Task If you're unfamiliar with epigenetics of ChIP-seq, please read the lecture notes on canvas.
Task: Skim through A User’s Guide to the Encyclopedia of DNA Elements (ENCODE): http://www.plosbiology.org/article/fetchObject.action?uri=info:doi/10.1371/journal.pbio.1001046&representation=PDF
1) Give a brief summary of the goal of the ENCODE project.
2) In addition to ChIP-seq, name and describe 3 other experimental techinques used in ENCODE.
3) In which scenario(s) would ENCODE data be useful:
a. You want to find all regions of the genome where a specific transcription factor bind in humans.
b. You want a list of all variants associated with a disease in human.
c. You want to understand what epigenetic marks are enriched near a set of genetic variants you generated.
d. You want to understand how the epigentic landscape changes across time in a single cell.
e. You want to collect evidence about whether a specific region of the genome is transcribed or not in a specific cell type.
ENCODE data is housed at https://www.encodeproject.org/. Go to this website. Then, click on the 'Data' Tab. You will see a drop-down menu with several options. The 'Assays' option is the link to get to the ENCODE data. Click on some of the data sets. The files to download will be at the bottom of the page. You will see several different data formats available. One of these formats is bed format, which you have seen previously. As a refresher, this format is tab-separated and contains the chromosome and coordinates of each feature of interest (for example, evidence of transcription factor binding or DNAse hypersensitivity).

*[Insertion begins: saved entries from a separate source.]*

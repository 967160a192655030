//! Data-driven economy content and loaders.
//!
//! This crate provides loaders for the RON/TOML data files that configure the
//! economy:
//! - Bonus catalog: boost items, crystal types, pet types, synergies (RON)
//! - Reward tables (RON)
//! - Economy configuration (TOML)
//!
//! Content is loaded once at startup and treated as immutable afterwards.
//! All loaders deserialize straight into economy-core types.

#[cfg(feature = "loaders")]
pub mod loaders;

#[cfg(feature = "loaders")]
pub use loaders::{
    CatalogFile, CatalogLoader, ConfigLoader, ContentFactory, LoadResult, LoadedCatalog,
    LoadedRewards, RewardsFile, RewardsLoader,
};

When epigenetic experiments are performed, the result is not a simple yes/no for containing a feature of interest for each base pair in the genome. Instead, there are peaks, often with a clear signal at the feature in the center, and a less clear signal surrounding it. To deal with this, the ENCODE consortium has developed several different data types that are very similar in character to bed files. Amount the most common are: narrow-peaked ENCODE format and broad-peaked ENCODE format. These file formats are suitable for data types in which certain regions of the genome will have a signal and others won't. In contrast, Wiggle format is used for data types in which the value of all regions of the genome will have a value, such as percentage of nucleotides of a given type.
Explanations of all ENCODE data types can be found here: https://genome.ucsc.edu/FAQ/FAQformat.html#format12
An extremely useful piece of software for processing genomic data is Bedtools (http://bedtools.readthedocs.org/en/latest/). Bedtools allows manipulation and analysis of data that is in the bed format. You previously used this tool to process chip-seq data. In this module, we will make further use of it to study epigenetics.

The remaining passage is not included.